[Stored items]
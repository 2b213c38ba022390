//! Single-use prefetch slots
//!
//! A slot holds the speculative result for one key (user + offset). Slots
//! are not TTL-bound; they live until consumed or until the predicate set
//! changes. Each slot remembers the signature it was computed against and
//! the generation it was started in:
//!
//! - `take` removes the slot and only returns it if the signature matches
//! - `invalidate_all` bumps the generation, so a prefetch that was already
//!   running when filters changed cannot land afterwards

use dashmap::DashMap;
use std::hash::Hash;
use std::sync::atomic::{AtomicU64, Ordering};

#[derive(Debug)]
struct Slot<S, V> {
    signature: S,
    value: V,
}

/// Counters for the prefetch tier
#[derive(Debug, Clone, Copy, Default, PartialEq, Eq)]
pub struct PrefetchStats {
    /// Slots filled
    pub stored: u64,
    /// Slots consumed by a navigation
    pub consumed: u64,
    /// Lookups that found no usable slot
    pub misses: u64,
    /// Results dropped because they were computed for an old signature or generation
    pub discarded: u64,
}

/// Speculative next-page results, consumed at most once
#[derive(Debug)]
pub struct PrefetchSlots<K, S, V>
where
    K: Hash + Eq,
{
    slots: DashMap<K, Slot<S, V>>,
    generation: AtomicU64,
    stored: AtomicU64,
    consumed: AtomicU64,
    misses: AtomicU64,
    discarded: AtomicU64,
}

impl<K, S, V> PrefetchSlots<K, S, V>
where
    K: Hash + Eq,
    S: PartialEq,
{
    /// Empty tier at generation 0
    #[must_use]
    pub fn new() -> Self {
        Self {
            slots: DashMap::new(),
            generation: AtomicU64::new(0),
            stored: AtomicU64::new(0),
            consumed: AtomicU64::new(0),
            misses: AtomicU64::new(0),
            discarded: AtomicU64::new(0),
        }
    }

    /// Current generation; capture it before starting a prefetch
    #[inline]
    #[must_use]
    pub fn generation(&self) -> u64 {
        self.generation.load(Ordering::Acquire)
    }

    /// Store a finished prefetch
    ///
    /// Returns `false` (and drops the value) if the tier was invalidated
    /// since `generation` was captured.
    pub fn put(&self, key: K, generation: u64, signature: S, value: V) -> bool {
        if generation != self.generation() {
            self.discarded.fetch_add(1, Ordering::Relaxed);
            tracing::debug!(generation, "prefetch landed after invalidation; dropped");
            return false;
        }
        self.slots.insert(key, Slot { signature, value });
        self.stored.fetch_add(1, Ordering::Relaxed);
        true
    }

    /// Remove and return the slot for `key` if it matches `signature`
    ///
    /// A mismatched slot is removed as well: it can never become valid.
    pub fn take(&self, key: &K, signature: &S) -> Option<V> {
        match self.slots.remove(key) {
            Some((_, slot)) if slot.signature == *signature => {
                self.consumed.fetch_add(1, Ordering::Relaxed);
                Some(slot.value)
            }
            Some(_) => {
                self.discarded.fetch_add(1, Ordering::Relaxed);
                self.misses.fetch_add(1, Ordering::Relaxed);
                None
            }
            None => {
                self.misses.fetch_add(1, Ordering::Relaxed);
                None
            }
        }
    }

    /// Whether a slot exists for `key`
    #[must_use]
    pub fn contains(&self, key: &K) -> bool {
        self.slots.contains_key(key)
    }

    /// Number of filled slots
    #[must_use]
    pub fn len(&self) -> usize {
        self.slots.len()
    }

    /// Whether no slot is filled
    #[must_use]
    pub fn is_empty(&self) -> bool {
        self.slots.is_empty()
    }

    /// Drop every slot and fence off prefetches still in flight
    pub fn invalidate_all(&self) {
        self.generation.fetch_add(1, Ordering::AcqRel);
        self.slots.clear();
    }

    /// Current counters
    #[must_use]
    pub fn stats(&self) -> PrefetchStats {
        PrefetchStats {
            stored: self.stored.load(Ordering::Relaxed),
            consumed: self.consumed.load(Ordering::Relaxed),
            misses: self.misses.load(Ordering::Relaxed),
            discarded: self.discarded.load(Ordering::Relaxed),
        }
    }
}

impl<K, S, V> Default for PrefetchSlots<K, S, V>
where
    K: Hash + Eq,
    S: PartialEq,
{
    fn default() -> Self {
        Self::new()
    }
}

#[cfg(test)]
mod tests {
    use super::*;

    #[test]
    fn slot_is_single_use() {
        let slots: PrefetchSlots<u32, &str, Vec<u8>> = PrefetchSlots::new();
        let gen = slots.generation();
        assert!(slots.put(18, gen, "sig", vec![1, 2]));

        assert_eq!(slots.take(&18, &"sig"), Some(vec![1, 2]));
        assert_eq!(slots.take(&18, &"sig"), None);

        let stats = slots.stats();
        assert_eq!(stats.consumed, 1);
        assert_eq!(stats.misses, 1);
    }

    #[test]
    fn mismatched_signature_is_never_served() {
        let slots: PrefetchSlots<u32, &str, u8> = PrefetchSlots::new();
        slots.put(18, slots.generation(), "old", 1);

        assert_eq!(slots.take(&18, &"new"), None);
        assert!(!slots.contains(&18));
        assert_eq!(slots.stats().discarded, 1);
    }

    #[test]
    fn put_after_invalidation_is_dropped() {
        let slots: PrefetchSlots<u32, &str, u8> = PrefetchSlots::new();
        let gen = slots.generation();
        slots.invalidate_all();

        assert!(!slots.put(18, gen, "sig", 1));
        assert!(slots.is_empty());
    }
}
* * *
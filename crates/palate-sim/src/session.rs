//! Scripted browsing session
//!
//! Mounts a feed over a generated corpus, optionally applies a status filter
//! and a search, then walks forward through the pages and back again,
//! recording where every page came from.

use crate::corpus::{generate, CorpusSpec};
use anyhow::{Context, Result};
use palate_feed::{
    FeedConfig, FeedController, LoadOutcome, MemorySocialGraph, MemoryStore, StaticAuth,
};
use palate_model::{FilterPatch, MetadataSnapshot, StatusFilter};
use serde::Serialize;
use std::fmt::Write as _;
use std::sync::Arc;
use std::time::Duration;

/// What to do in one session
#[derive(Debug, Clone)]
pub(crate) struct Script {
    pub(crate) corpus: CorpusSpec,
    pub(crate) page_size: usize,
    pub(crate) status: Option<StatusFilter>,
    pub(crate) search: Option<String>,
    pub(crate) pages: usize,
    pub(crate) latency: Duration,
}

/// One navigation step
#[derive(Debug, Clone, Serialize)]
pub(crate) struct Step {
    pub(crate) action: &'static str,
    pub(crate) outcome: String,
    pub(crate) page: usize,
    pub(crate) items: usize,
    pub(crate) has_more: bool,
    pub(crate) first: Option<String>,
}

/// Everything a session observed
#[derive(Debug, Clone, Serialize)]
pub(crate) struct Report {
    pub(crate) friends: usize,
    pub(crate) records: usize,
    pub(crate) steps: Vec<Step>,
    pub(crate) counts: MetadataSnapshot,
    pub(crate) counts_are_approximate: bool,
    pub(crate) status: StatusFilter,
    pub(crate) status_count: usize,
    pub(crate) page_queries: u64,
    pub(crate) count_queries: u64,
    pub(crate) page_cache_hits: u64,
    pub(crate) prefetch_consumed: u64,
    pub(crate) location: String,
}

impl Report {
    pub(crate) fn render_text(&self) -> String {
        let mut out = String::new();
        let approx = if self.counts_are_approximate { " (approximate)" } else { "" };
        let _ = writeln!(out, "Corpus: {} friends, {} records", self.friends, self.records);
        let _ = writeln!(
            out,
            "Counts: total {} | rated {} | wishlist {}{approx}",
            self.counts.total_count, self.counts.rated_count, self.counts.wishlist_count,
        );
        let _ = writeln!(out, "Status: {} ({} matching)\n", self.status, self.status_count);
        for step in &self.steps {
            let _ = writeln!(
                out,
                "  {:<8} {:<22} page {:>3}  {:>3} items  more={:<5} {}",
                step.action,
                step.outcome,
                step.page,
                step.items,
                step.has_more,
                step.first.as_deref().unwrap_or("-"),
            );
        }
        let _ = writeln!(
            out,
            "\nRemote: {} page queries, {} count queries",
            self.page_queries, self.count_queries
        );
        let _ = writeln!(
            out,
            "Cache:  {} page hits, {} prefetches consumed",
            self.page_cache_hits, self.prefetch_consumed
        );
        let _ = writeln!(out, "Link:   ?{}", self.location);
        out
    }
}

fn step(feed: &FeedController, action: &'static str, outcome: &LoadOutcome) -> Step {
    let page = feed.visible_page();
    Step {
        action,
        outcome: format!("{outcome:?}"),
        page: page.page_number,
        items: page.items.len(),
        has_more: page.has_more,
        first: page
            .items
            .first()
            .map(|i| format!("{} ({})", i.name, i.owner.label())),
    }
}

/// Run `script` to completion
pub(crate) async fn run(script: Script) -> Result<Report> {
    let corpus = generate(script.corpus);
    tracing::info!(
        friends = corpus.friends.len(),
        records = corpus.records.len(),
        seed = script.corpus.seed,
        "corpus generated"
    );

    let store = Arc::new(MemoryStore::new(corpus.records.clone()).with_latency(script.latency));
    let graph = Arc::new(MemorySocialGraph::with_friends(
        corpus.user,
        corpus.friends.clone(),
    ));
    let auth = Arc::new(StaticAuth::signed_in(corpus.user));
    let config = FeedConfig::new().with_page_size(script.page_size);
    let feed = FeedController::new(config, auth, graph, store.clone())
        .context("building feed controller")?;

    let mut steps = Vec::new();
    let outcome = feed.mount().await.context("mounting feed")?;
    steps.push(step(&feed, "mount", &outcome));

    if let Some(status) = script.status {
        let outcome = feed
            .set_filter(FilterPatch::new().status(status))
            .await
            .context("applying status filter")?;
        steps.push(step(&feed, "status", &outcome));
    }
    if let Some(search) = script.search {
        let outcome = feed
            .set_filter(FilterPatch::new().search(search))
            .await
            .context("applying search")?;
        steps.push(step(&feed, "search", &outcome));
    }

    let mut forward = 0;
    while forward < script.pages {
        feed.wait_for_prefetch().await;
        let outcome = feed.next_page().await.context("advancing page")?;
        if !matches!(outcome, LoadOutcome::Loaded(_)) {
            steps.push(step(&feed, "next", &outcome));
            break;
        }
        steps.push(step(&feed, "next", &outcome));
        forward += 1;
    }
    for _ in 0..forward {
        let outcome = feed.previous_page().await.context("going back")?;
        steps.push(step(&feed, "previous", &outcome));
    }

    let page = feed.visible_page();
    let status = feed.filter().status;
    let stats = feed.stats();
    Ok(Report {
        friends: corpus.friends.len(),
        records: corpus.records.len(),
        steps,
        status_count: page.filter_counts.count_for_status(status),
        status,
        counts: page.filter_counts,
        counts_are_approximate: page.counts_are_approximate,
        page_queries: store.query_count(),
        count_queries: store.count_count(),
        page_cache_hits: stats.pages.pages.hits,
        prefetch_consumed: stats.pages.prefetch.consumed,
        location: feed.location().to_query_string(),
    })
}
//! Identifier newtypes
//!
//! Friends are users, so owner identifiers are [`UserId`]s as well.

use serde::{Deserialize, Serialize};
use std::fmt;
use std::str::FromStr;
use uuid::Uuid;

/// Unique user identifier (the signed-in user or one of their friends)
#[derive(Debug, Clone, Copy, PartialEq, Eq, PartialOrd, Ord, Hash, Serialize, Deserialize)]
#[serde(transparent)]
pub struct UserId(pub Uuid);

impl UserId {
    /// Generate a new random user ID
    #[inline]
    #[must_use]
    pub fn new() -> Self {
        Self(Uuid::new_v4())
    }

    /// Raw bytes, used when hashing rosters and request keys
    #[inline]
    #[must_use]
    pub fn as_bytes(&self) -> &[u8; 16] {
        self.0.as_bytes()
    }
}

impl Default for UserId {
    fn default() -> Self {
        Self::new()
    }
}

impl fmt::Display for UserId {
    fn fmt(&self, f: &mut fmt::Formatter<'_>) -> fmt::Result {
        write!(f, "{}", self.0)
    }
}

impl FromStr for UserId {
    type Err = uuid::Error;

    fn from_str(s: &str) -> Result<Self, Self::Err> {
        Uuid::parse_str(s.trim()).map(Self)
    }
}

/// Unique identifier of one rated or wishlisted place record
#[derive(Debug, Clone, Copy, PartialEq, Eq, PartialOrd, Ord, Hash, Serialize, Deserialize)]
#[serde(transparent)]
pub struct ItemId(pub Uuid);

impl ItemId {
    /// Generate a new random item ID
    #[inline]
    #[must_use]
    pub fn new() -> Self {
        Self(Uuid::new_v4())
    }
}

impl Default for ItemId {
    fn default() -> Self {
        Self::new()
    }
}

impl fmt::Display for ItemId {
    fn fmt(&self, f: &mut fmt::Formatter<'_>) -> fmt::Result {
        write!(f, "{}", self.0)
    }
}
* * *
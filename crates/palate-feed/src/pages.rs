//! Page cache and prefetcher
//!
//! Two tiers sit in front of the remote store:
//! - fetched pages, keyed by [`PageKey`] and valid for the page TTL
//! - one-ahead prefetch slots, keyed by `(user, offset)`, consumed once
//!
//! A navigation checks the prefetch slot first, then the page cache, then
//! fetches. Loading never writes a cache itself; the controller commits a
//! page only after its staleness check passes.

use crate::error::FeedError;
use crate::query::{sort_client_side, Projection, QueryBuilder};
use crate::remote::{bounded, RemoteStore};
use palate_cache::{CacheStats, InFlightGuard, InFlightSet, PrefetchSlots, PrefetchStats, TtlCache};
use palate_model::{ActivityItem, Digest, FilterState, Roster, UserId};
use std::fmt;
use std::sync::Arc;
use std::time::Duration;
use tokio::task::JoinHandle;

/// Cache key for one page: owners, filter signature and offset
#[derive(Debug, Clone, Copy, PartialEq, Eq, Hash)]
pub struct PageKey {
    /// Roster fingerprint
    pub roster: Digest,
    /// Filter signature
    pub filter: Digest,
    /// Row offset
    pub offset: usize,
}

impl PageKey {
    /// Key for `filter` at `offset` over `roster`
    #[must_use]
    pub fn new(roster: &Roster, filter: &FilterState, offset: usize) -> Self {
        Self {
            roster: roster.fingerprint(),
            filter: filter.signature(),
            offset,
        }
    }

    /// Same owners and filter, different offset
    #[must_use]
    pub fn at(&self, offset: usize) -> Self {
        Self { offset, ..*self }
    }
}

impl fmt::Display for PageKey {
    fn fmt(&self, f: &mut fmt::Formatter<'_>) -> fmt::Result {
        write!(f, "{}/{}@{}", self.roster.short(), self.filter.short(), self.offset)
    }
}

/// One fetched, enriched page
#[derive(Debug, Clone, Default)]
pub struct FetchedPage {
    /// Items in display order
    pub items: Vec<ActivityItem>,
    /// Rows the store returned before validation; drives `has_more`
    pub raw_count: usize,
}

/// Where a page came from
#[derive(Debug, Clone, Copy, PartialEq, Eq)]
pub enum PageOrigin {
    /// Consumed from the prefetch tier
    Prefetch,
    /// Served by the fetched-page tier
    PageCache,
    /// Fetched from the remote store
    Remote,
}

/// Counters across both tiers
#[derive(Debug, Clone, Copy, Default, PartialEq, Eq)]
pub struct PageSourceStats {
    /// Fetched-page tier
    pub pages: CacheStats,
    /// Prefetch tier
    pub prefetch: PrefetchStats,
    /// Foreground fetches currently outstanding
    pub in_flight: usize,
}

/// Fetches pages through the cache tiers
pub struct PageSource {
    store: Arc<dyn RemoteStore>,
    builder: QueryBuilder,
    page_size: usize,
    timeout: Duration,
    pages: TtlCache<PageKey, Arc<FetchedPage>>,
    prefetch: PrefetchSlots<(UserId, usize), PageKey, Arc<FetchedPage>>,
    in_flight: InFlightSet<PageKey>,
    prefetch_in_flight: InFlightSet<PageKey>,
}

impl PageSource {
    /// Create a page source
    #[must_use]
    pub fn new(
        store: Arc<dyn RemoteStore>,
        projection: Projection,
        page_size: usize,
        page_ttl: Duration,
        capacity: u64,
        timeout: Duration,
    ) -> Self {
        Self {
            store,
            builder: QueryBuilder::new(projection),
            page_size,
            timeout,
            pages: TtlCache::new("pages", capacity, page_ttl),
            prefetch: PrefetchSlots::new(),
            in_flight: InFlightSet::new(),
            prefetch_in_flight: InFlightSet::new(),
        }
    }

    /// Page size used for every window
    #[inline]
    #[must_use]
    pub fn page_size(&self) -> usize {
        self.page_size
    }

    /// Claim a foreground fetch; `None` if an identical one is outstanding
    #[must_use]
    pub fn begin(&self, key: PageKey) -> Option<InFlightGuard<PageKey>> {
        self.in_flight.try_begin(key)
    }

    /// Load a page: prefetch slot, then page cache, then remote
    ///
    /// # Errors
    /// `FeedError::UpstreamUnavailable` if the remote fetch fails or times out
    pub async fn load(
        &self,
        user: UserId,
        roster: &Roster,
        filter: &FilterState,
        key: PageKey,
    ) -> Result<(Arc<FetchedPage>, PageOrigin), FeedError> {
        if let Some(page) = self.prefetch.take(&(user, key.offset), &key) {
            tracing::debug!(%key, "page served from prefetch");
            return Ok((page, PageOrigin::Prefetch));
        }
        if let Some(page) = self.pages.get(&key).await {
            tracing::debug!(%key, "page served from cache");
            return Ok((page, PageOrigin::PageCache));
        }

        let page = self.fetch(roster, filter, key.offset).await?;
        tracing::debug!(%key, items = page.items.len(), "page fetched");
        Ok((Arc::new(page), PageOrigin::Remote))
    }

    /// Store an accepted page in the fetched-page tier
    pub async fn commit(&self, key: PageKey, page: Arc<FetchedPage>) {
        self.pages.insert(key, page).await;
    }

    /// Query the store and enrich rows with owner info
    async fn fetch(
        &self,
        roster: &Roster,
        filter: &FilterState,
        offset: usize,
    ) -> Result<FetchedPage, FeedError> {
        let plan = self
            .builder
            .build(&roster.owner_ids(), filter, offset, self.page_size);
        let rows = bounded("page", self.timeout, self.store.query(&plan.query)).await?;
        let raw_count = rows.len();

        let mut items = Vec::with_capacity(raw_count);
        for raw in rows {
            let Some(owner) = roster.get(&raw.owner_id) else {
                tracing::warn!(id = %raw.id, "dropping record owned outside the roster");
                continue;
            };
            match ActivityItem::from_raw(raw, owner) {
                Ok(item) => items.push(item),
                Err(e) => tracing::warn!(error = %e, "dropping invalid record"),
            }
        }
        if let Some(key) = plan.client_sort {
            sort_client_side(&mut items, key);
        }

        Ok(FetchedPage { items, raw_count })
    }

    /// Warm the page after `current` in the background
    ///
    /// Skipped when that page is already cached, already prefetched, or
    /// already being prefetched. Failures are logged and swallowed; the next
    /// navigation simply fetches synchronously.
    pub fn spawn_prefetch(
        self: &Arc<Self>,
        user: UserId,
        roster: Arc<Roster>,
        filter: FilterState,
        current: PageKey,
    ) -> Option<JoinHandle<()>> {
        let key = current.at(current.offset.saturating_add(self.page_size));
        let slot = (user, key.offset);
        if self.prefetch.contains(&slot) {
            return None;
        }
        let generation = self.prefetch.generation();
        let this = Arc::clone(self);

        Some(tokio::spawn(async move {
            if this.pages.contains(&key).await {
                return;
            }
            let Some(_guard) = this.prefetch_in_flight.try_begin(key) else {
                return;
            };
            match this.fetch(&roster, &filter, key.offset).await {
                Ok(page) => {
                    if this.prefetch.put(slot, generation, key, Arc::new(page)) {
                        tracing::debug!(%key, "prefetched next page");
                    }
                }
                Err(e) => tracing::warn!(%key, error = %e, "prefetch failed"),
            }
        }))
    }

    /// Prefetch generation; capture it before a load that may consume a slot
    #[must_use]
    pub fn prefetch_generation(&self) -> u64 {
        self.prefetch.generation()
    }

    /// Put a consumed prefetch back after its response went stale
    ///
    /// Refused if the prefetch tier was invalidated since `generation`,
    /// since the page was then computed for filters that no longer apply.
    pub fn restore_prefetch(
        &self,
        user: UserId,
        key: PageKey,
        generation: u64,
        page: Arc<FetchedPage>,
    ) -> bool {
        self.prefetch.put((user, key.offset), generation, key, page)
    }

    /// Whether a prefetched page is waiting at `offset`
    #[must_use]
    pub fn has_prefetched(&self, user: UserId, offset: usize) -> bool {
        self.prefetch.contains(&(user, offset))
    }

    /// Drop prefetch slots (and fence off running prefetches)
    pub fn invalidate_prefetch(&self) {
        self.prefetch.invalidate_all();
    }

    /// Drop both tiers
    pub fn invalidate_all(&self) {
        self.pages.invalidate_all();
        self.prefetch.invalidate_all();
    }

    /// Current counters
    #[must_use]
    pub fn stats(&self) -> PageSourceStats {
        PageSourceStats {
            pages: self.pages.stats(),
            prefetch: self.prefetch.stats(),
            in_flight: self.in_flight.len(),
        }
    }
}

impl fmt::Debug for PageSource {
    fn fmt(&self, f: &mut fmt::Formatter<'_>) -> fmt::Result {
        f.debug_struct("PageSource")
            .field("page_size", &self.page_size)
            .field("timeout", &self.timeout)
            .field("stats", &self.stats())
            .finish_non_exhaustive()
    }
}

- WHAT YOU NEED TO DO
Where a line above holds the string "session", copy that line.

- RESULT OF THIS TASK
filename crates/palate-sim/src/session.rs
//! Scripted browsing session
/// What to do in one session
/// Everything a session observed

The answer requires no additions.